Tourismus
Der Tourismus trägt jährlich mehr als 600 Millionen Euro zur Region Schladming-Dachstein bei. Trotzdem beklagen die Tourismusbehörden des Landkreises, dass es nicht oder nicht genug geschätzt wird.
13.06.2022 08.01
Online ab heute, 8.01 Uhr
Mit rund 3,8 Millionen Übernachtungen ist die Region Schladming-Dachstein die größte Tourismusregion der Steiermark. Tourismusverantwortliche haben in den vergangenen Monaten eine Gästebefragung in Auftrag gegeben – mit dem Ergebnis, dass jeder Gast durchschnittlich 162 Euro pro Tag in der Region ausgibt.
„Multipliziert man die Tagesausgaben von 162 Euro mit 3,8 Millionen Übernachtungen, die in einem normalen Jahr ohne Corona in der Region Schladming-Dachstein anfallen würden, ergibt sich ein Betrag von 600 Millionen Euro, der von Gästen in der Region ausgegeben wird. Das ist unglaublich Menge und zeigt, wie wichtig der Tourismus als Lebensader für eine Region wie Schladming-Dachstein ist“, sagt Mathias Schattleitner, Hauptgeschäftsführer der Tourismusregion Schladming-Dachstein.

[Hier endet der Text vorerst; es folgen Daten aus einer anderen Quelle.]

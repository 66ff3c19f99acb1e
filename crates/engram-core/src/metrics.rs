//! Retrieval hit/miss counters
//!
//! Atomic counters per memory type, mirrored onto the `metrics` facade
//! (`ltm.hits` / `ltm.misses`, labeled by `memory_type`). The facade is a
//! no-op unless the deployment installs a recorder, so the service degrades
//! gracefully when no observability sink is present.

use std::sync::atomic::{AtomicU64, Ordering};

use metrics::counter;
use serde::Serialize;

use crate::types::MemoryType;

#[derive(Debug, Default)]
struct HitMiss {
    hits: AtomicU64,
    misses: AtomicU64,
}

/// Per-module retrieval counters
#[derive(Debug, Default)]
pub struct RetrievalMetrics {
    episodic: HitMiss,
    semantic: HitMiss,
    temporal: HitMiss,
    procedural: HitMiss,
    evaluator: HitMiss,
}

/// Point-in-time counter values for one memory type
#[derive(Debug, Clone, Copy, Serialize, PartialEq, Eq)]
pub struct HitMissSnapshot {
    pub hits: u64,
    pub misses: u64,
}

/// Counters across all memory types
#[derive(Debug, Clone, Serialize)]
pub struct MetricsSnapshot {
    pub episodic: HitMissSnapshot,
    pub semantic: HitMissSnapshot,
    pub temporal: HitMissSnapshot,
    pub procedural: HitMissSnapshot,
    pub evaluator: HitMissSnapshot,
}

impl RetrievalMetrics {
    pub fn new() -> Self {
        Self::default()
    }

    fn slot(&self, memory_type: MemoryType) -> &HitMiss {
        match memory_type {
            MemoryType::Episodic => &self.episodic,
            MemoryType::Semantic => &self.semantic,
            MemoryType::Temporal => &self.temporal,
            MemoryType::Procedural => &self.procedural,
            MemoryType::Evaluator => &self.evaluator,
        }
    }

    /// Record a retrieval outcome: at least one result is a hit
    pub fn record_retrieval(&self, memory_type: MemoryType, found_any: bool) {
        let slot = self.slot(memory_type);
        if found_any {
            slot.hits.fetch_add(1, Ordering::Relaxed);
            counter!("ltm.hits", "memory_type" => memory_type.as_str()).increment(1);
        } else {
            slot.misses.fetch_add(1, Ordering::Relaxed);
            counter!("ltm.misses", "memory_type" => memory_type.as_str()).increment(1);
        }
    }

    pub fn snapshot_of(&self, memory_type: MemoryType) -> HitMissSnapshot {
        let slot = self.slot(memory_type);
        HitMissSnapshot {
            hits: slot.hits.load(Ordering::Relaxed),
            misses: slot.misses.load(Ordering::Relaxed),
        }
    }

    pub fn snapshot(&self) -> MetricsSnapshot {
        MetricsSnapshot {
            episodic: self.snapshot_of(MemoryType::Episodic),
            semantic: self.snapshot_of(MemoryType::Semantic),
            temporal: self.snapshot_of(MemoryType::Temporal),
            procedural: self.snapshot_of(MemoryType::Procedural),
            evaluator: self.snapshot_of(MemoryType::Evaluator),
        }
    }
}
//! End-to-end test harness
//!
//! Builds the full router over in-memory adapters and the deterministic
//! embedder, and keeps direct handles to the stores so tests can observe
//! persisted state (e.g. assigned transaction times).

use std::sync::Arc;

use axum::body::Body;
use axum::http::{header, Request, StatusCode};
use axum::Router;
use engram_core::{
    HashingEmbedder, InMemoryGraphStore, InMemoryKeyValueStore, InMemoryVectorStore, LtmConfig,
    LtmService,
};
use engram_server::{build_router, AppState};
use http_body_util::BodyExt;
use serde_json::Value;
use tower::ServiceExt;

/// Embedding dimension used across the e2e suite
pub const TEST_DIMENSIONS: usize = 32;

pub struct TestContext {
    pub app: Router,
    pub state: AppState,
    pub graph: Arc<InMemoryGraphStore>,
}

/// Full service over in-memory adapters
pub fn test_context() -> TestContext {
    let config = LtmConfig {
        embed_dimensions: TEST_DIMENSIONS,
        ..LtmConfig::default()
    };
    let graph = Arc::new(InMemoryGraphStore::new());
    let service = Arc::new(LtmService::new(
        config,
        Arc::new(InMemoryVectorStore::new()),
        graph.clone(),
        Arc::new(InMemoryKeyValueStore::new()),
        Arc::new(HashingEmbedder::new(TEST_DIMENSIONS)),
    ));
    let state = AppState::new(service);
    TestContext {
        app: build_router(state.clone()),
        state,
        graph,
    }
}

/// Send one request through the router; returns status and parsed JSON body
pub async fn send(
    app: &Router,
    method: &str,
    uri: &str,
    role: Option<&str>,
    body: Option<Value>,
) -> (StatusCode, Value) {
    let mut builder = Request::builder().method(method).uri(uri);
    if let Some(role) = role {
        builder = builder.header("x-role", role);
    }
    let body = match body {
        Some(value) => {
            builder = builder.header(header::CONTENT_TYPE, "application/json");
            Body::from(value.to_string())
        }
        None => Body::empty(),
    };

    let response = app
        .clone()
        .oneshot(builder.body(body).expect("request builds"))
        .await
        .expect("router is infallible");
    let status = response.status();
    let bytes = response
        .into_body()
        .collect()
        .await
        .expect("body collects")
        .to_bytes();
    let value = if bytes.is_empty() {
        Value::Null
    } else {
        serde_json::from_slice(&bytes).expect("response is JSON")
    };
    (status, value)
}

/// Error code out of a failure response body
pub fn error_code(body: &Value) -> &str {
    body["error"]["code"].as_str().unwrap_or("<missing>")
}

“Eine gute Investition, weil alle davon profitieren”
Von diesem Mehrwert würden alle profitieren: die Bevölkerung, Unternehmen, Gemeinden und der Tourismus. Dies werde jedoch laut Schatleitner nicht ausreichend gewürdigt, teilweise auch von den betroffenen Kommunen, etwa wenn Investitionen in die touristische Infrastruktur nötig seien.
„Die Strukturreform hat im Tourismus etwas verändert. Aufgaben wurden abgestimmt. Natürlich sind Gemeinden gefordert, die touristische Infrastruktur zu übernehmen, was natürlich Geld kostet. Aber ich denke, dass das Geld durch die Einnahmen ausgeglichen werden sollte, die der Tourismus bringt. Und ich denke, es ist eine gute Investition, denn im Allgemeinen profitieren alle: der Gast als Einheimischer. Deshalb darf man stolz auf den florierenden Tourismus in der Region Schladming-Dachstein sein“, sagt Schatleitner.Nur wer sich für ein größeres Ganzes einsetzt, kann die Herausforderungen der Zukunft meistern.